(Directions for this task): Determine the number of lines in the data below that hold "nesting"; give nothing but that number.

(Given entries):
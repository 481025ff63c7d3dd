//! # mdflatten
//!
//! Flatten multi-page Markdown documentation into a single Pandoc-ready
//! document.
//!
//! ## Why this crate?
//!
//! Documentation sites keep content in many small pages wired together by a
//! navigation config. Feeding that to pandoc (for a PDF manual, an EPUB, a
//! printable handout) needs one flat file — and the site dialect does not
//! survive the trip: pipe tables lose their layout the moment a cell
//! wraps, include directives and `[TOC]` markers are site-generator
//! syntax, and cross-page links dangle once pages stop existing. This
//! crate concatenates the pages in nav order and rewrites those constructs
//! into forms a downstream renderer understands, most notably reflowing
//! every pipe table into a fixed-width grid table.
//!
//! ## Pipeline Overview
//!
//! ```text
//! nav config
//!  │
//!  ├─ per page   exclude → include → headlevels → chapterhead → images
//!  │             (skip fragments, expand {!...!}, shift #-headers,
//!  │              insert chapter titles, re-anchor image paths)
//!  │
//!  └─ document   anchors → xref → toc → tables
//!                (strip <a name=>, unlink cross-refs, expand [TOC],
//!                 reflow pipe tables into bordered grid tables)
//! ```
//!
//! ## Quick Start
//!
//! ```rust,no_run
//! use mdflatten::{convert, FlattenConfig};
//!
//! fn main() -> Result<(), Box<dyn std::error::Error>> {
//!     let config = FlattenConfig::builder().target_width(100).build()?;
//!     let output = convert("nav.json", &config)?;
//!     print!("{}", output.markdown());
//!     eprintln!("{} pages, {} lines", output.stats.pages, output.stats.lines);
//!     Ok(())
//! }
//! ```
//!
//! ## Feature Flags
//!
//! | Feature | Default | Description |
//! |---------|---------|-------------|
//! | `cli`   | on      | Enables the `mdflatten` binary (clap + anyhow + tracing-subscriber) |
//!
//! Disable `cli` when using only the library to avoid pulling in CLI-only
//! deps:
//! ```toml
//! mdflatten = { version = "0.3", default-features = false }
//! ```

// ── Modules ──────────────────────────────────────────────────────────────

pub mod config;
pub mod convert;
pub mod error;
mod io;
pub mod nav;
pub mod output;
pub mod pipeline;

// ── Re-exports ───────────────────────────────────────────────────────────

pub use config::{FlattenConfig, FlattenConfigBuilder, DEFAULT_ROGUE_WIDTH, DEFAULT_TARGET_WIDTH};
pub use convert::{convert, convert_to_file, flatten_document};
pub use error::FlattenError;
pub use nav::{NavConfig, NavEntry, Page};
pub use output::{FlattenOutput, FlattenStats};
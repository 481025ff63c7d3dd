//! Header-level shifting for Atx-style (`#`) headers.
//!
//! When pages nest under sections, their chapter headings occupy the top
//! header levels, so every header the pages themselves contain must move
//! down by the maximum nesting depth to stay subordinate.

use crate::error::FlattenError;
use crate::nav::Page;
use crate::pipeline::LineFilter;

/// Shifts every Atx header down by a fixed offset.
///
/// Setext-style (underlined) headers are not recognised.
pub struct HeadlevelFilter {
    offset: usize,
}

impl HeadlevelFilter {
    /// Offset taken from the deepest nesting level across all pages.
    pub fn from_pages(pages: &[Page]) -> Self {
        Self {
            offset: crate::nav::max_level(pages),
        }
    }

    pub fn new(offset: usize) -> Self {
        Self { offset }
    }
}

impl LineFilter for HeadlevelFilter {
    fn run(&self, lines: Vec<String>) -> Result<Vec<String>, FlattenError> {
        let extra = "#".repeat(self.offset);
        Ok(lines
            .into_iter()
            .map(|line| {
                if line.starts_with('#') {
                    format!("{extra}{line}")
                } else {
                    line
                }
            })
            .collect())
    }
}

(Exercise output): 2